Ferguson: The HIT Standards Committee is one of two federal advisory committees established in the recent American Recovery and Reinvestment Act to aid adoption of health IT. There is a Policy Committee and a Standards Committee; this is the Standards Committee. It operates under the Federal Advisory Committee Act, and it reports to the national coordinator for health IT in the Office of the Secretary of Health and Human Services.

Q. What is the purpose and role of the committee?
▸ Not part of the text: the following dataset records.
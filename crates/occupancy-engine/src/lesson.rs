//! Normalized timetable input: lessons and the modules that group them.
//!
//! These mirror what a timetable feed returns for one student's selected
//! classes, after the caller has already picked the class number per lesson
//! type. Field names follow the feed (`classNo`, `lessonType`, `startTime`,
//! ...), so feed JSON deserializes directly.

use std::collections::BTreeSet;
use std::fmt;
use std::str::FromStr;

use chrono::{NaiveDate, NaiveTime, Weekday};
use serde::{Deserialize, Serialize};

use crate::day::DayOccupancy;
use crate::error::{OccupancyError, Result};
use crate::events::{end_hhmm, hhmm, BusyRange};

/// Kind of class a lesson belongs to.
#[derive(Debug, Clone, Copy, PartialEq, Eq, Hash, PartialOrd, Ord, Serialize, Deserialize)]
#[serde(try_from = "String", into = "String")]
pub enum LessonType {
    DesignLecture,
    Laboratory,
    Lecture,
    PackagedLecture,
    PackagedTutorial,
    Recitation,
    SectionalTeaching,
    Seminar,
    Tutorial,
    Tutorial2,
    Tutorial3,
    Workshop,
}

impl LessonType {
    pub const ALL: [LessonType; 12] = [
        LessonType::DesignLecture,
        LessonType::Laboratory,
        LessonType::Lecture,
        LessonType::PackagedLecture,
        LessonType::PackagedTutorial,
        LessonType::Recitation,
        LessonType::SectionalTeaching,
        LessonType::Seminar,
        LessonType::Tutorial,
        LessonType::Tutorial2,
        LessonType::Tutorial3,
        LessonType::Workshop,
    ];

    /// The full name used by timetable feeds.
    pub fn name(self) -> &'static str {
        match self {
            LessonType::DesignLecture => "Design Lecture",
            LessonType::Laboratory => "Laboratory",
            LessonType::Lecture => "Lecture",
            LessonType::PackagedLecture => "Packaged Lecture",
            LessonType::PackagedTutorial => "Packaged Tutorial",
            LessonType::Recitation => "Recitation",
            LessonType::SectionalTeaching => "Sectional Teaching",
            LessonType::Seminar => "Seminar-Style Module Class",
            LessonType::Tutorial => "Tutorial",
            LessonType::Tutorial2 => "Tutorial Type 2",
            LessonType::Tutorial3 => "Tutorial Type 3",
            LessonType::Workshop => "Workshop",
        }
    }

    /// The short code used in share links.
    pub fn abbreviation(self) -> &'static str {
        match self {
            LessonType::DesignLecture => "DLEC",
            LessonType::Laboratory => "LAB",
            LessonType::Lecture => "LEC",
            LessonType::PackagedLecture => "PLEC",
            LessonType::PackagedTutorial => "PTUT",
            LessonType::Recitation => "REC",
            LessonType::SectionalTeaching => "SEC",
            LessonType::Seminar => "SEM",
            LessonType::Tutorial => "TUT",
            LessonType::Tutorial2 => "TUT2",
            LessonType::Tutorial3 => "TUT3",
            LessonType::Workshop => "WS",
        }
    }
}

impl FromStr for LessonType {
    type Err = OccupancyError;

    /// Accepts either the full name or the abbreviation.
    fn from_str(s: &str) -> Result<Self> {
        let s = s.trim();
        LessonType::ALL
            .into_iter()
            .find(|t| t.name() == s || t.abbreviation() == s)
            .ok_or_else(|| OccupancyError::UnknownLessonType(s.to_string()))
    }
}

impl TryFrom<String> for LessonType {
    type Error = OccupancyError;

    fn try_from(s: String) -> Result<Self> {
        s.parse()
    }
}

impl From<LessonType> for String {
    fn from(t: LessonType) -> Self {
        t.name().to_string()
    }
}

impl fmt::Display for LessonType {
    fn fmt(&self, f: &mut fmt::Formatter<'_>) -> fmt::Result {
        f.write_str(self.name())
    }
}

/// One weekly class slot of a module.
#[derive(Debug, Clone, PartialEq, Eq, Serialize, Deserialize)]
#[serde(rename_all = "camelCase")]
pub struct Lesson {
    pub class_no: String,
    pub lesson_type: LessonType,
    pub day: Weekday,
    #[serde(with = "hhmm")]
    pub start_time: NaiveTime,
    /// `00:00` means the lesson runs until midnight; the feed writes it as `2400`.
    #[serde(with = "end_hhmm")]
    pub end_time: NaiveTime,
    /// Teaching weeks in which the lesson takes place.
    pub weeks: BTreeSet<u32>,
    #[serde(default)]
    pub venue: String,
}

impl Lesson {
    pub fn runs_on(&self, weekday: Weekday, week: u32) -> bool {
        self.day == weekday && self.weeks.contains(&week)
    }

    pub fn busy_range(&self) -> Result<BusyRange> {
        BusyRange::new(self.start_time, self.end_time)
    }
}

impl fmt::Display for Lesson {
    fn fmt(&self, f: &mut fmt::Formatter<'_>) -> fmt::Result {
        let weeks: Vec<String> = self.weeks.iter().map(|w| w.to_string()).collect();
        write!(
            f,
            "{} {} on {} on weeks {} from {} to {}",
            self.lesson_type,
            self.class_no,
            self.day,
            weeks.join(", "),
            self.start_time.format("%H:%M"),
            end_of_lesson(self.end_time),
        )?;
        if !self.venue.is_empty() {
            write!(f, " at {}", self.venue)?;
        }
        Ok(())
    }
}

fn end_of_lesson(t: NaiveTime) -> String {
    if t == NaiveTime::MIN {
        "24:00".to_string()
    } else {
        t.format("%H:%M").to_string()
    }
}

/// A module taken in one semester, with the lessons the student attends.
#[derive(Debug, Clone, PartialEq, Eq, Serialize, Deserialize)]
pub struct Module {
    pub code: String,
    #[serde(default)]
    pub title: String,
    #[serde(default)]
    pub semester: u8,
    pub lessons: Vec<Lesson>,
}

impl Module {
    pub fn lessons_on(&self, weekday: Weekday, week: u32) -> impl Iterator<Item = &Lesson> {
        self.lessons.iter().filter(move |l| l.runs_on(weekday, week))
    }

    /// Occupancy of `date` (in teaching week `week`) caused by this module alone.
    pub fn occupancy_on(&self, date: NaiveDate, week: u32) -> Result<DayOccupancy> {
        let mut day = DayOccupancy::empty(date);
        day.insert_lessons(&self.lessons, week)?;
        Ok(day)
    }
}

impl fmt::Display for Module {
    fn fmt(&self, f: &mut fmt::Formatter<'_>) -> fmt::Result {
        write!(f, "{} {}:", self.code, self.title)?;
        for lesson in &self.lessons {
            write!(f, "\n{}", lesson)?;
        }
        Ok(())
    }
}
Ferguson: The committee will help establish the nationwide infrastructure of interoperable health information that is needed to achieve the relevant goals of the ARRA, improving the quality, efficiency and effectiveness of care. Specifically, the committee will advise on health information standards, implementation specifications, and health IT certification criteria in pursuit of these goals. The role of the committee in this regard is to develop, harmonize, recognize and recommend the standards and certification criteria. The committee also will provide for the Commerce Department’s National Institute of Standards and Technology to establish an effective, nationwide testing capability related to the practical use of these standards in the health care sector.

Q. Why does this committee matter?

Ferguson: As Secretary (Kathleen) Sebelius told the House Ways and Means Committee, to achieve the goals of ARRA and any meaningful health reform, it is not enough to help with acquisition of modern health care information technology. Health information must become electronically interoperable, meaning that as it moves from one provider to another and from one care setting to another, the information must be consistently understandable and actionable in the appropriate clinical context, regardless of who the authorized providers of care are or what system choices they made to best fit their practice. The work of this committee is critical because it will make this kind of interoperability real through its work on standards, certification criteria and testing.